> _Work task_
Give every line below again, exactly as it appears.

☆ ☆ ☆ ☆

//! Rendered-markup regression tests
//!
//! Serialized output is the engine's observable surface; these pin the
//! exact markup for representative clones so compiler or serializer
//! drift shows up as a diff.

use serde_json::json;
use stencil::{CloneOptions, Engine, RefreshOptions};

#[test]
fn test_single_clone_markup() {
    let mut engine = Engine::from_markup(
        r#"<div id=shelf><p id=book class=stencil-template><span id=~~isbn~~>~~title~~</span></p></div>"#,
    );
    engine
        .clone_template(
            "book",
            vec![json!({ "title": "The DOM", "isbn": "1-1" })],
            CloneOptions::new(),
        )
        .expect("Should clone");
    insta::assert_snapshot!(engine.markup(), @r#"<div class="stencil-container stencil-holds-book" id="shelf"><p class="stencil-clone book"><span class="stencil-node stencil-field stencil-field-title" id="1-1">The DOM</span></p></div>"#);
}

#[test]
fn test_two_clones_markup() {
    let mut engine = Engine::from_markup(
        r#"<div id=shelf><p id=book class=stencil-template><span id=~~isbn~~>~~title~~</span></p></div>"#,
    );
    engine
        .clone_template(
            "book",
            vec![
                json!({ "title": "The DOM", "isbn": "1-1" }),
                json!({ "title": "CSS3", "isbn": "2-2" }),
            ],
            CloneOptions::new(),
        )
        .expect("Should clone");
    insta::assert_snapshot!(engine.markup(), @r#"<div class="stencil-container stencil-holds-book" id="shelf"><p class="stencil-clone book"><span class="stencil-node stencil-field stencil-field-title" id="1-1">The DOM</span></p><p class="stencil-clone book"><span class="stencil-node stencil-field stencil-field-title" id="2-2">CSS3</span></p></div>"#);
}

#[test]
fn test_loop_markup() {
    let mut engine = Engine::from_markup(
        r#"<div id=library><article id=book class=stencil-template><h1>~~title~~</h1><ul><li data-array=~~authors~~>~~name~~</li></ul></article></div>"#,
    );
    engine
        .clone_template(
            "book",
            vec![json!({ "title": "Dot One", "authors": [{ "name": "Ann" }, { "name": "Bob" }] })],
            CloneOptions::new(),
        )
        .expect("Should clone");
    insta::assert_snapshot!(engine.markup(), @r#"<div class="stencil-container stencil-holds-book" id="library"><article class="stencil-clone book"><h1 class="stencil-node stencil-field stencil-field-title">Dot One</h1><ul class="stencil-node stencil-array stencil-container stencil-holds-book-authors-instance"><li class="stencil-node stencil-field stencil-field-name stencil-sub-clone stencil-clone book-authors-instance">Ann</li><li class="stencil-node stencil-field stencil-field-name stencil-sub-clone stencil-clone book-authors-instance">Bob</li></ul></article></div>"#);
}

#[test]
fn test_hidden_rule_markup() {
    let mut engine = Engine::from_markup(
        r#"<div id=box><p id=offer class=stencil-template data-require=~~price~~>on sale</p></div>"#,
    );
    let clone = engine
        .clone_template("offer", vec![json!({})], CloneOptions::new())
        .expect("Should clone")[0];
    insta::assert_snapshot!(engine.markup(), @r#"<div class="stencil-container stencil-holds-offer" id="box"><p class="stencil-node stencil-clone offer" hidden>on sale</p></div>"#);

    engine
        .refresh(clone, RefreshOptions::new().with_model(json!({ "price": 0 })))
        .expect("Should refresh");
    insta::assert_snapshot!(engine.markup(), @r#"<div class="stencil-container stencil-holds-offer" id="box"><p class="stencil-node stencil-clone offer">on sale</p></div>"#);
}

#[test]
fn test_count_and_value_pseudo_fields() {
    let mut engine = Engine::from_markup(
        r#"<div id=list><b id=item class=stencil-template data-n=~~[count]~~>~~[value]~~</b></div>"#,
    );
    engine
        .clone_template(
            "item",
            vec![json!("alpha"), json!("beta")],
            CloneOptions::new(),
        )
        .expect("Should clone");
    insta::assert_snapshot!(engine.markup(), @r#"<div class="stencil-container stencil-holds-item" id="list"><b class="stencil-node stencil-field stencil-field-value stencil-clone item" data-n="1">alpha</b><b class="stencil-node stencil-field stencil-field-value stencil-clone item" data-n="2">beta</b></div>"#);
}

☆ ☆ ☆ ☆

> _Response to the exercise_
//! Rendered-markup regression tests
//!
//! Serialized output is the engine's observable surface; these pin the
//! exact markup for representative clones so compiler or serializer
//! drift shows up as a diff.

use serde_json::json;
use stencil::{CloneOptions, Engine, RefreshOptions};

#[test]
fn test_single_clone_markup() {
    let mut engine = Engine::from_markup(
        r#"<div id=shelf><p id=book class=stencil-template><span id=~~isbn~~>~~title~~</span></p></div>"#,
    );
    engine
        .clone_template(
            "book",
            vec![json!({ "title": "The DOM", "isbn": "1-1" })],
            CloneOptions::new(),
        )
        .expect("Should clone");
    insta::assert_snapshot!(engine.markup(), @r#"<div class="stencil-container stencil-holds-book" id="shelf"><p class="stencil-clone book"><span class="stencil-node stencil-field stencil-field-title" id="1-1">The DOM</span></p></div>"#);
}

#[test]
fn test_two_clones_markup() {
    let mut engine = Engine::from_markup(
        r#"<div id=shelf><p id=book class=stencil-template><span id=~~isbn~~>~~title~~</span></p></div>"#,
    );
    engine
        .clone_template(
            "book",
            vec![
                json!({ "title": "The DOM", "isbn": "1-1" }),
                json!({ "title": "CSS3", "isbn": "2-2" }),
            ],
            CloneOptions::new(),
        )
        .expect("Should clone");
    insta::assert_snapshot!(engine.markup(), @r#"<div class="stencil-container stencil-holds-book" id="shelf"><p class="stencil-clone book"><span class="stencil-node stencil-field stencil-field-title" id="1-1">The DOM</span></p><p class="stencil-clone book"><span class="stencil-node stencil-field stencil-field-title" id="2-2">CSS3</span></p></div>"#);
}

#[test]
fn test_loop_markup() {
    let mut engine = Engine::from_markup(
        r#"<div id=library><article id=book class=stencil-template><h1>~~title~~</h1><ul><li data-array=~~authors~~>~~name~~</li></ul></article></div>"#,
    );
    engine
        .clone_template(
            "book",
            vec![json!({ "title": "Dot One", "authors": [{ "name": "Ann" }, { "name": "Bob" }] })],
            CloneOptions::new(),
        )
        .expect("Should clone");
    insta::assert_snapshot!(engine.markup(), @r#"<div class="stencil-container stencil-holds-book" id="library"><article class="stencil-clone book"><h1 class="stencil-node stencil-field stencil-field-title">Dot One</h1><ul class="stencil-node stencil-array stencil-container stencil-holds-book-authors-instance"><li class="stencil-node stencil-field stencil-field-name stencil-sub-clone stencil-clone book-authors-instance">Ann</li><li class="stencil-node stencil-field stencil-field-name stencil-sub-clone stencil-clone book-authors-instance">Bob</li></ul></article></div>"#);
}

#[test]
fn test_hidden_rule_markup() {
    let mut engine = Engine::from_markup(
        r#"<div id=box><p id=offer class=stencil-template data-require=~~price~~>on sale</p></div>"#,
    );
    let clone = engine
        .clone_template("offer", vec![json!({})], CloneOptions::new())
        .expect("Should clone")[0];
    insta::assert_snapshot!(engine.markup(), @r#"<div class="stencil-container stencil-holds-offer" id="box"><p class="stencil-node stencil-clone offer" hidden>on sale</p></div>"#);

    engine
        .refresh(clone, RefreshOptions::new().with_model(json!({ "price": 0 })))
        .expect("Should refresh");
    insta::assert_snapshot!(engine.markup(), @r#"<div class="stencil-container stencil-holds-offer" id="box"><p class="stencil-node stencil-clone offer">on sale</p></div>"#);
}

#[test]
fn test_count_and_value_pseudo_fields() {
    let mut engine = Engine::from_markup(
        r#"<div id=list><b id=item class=stencil-template data-n=~~[count]~~>~~[value]~~</b></div>"#,
    );
    engine
        .clone_template(
            "item",
            vec![json!("alpha"), json!("beta")],
            CloneOptions::new(),
        )
        .expect("Should clone");
    insta::assert_snapshot!(engine.markup(), @r#"<div class="stencil-container stencil-holds-item" id="list"><b class="stencil-node stencil-field stencil-field-value stencil-clone item" data-n="1">alpha</b><b class="stencil-node stencil-field stencil-field-value stencil-clone item" data-n="2">beta</b></div>"#);
}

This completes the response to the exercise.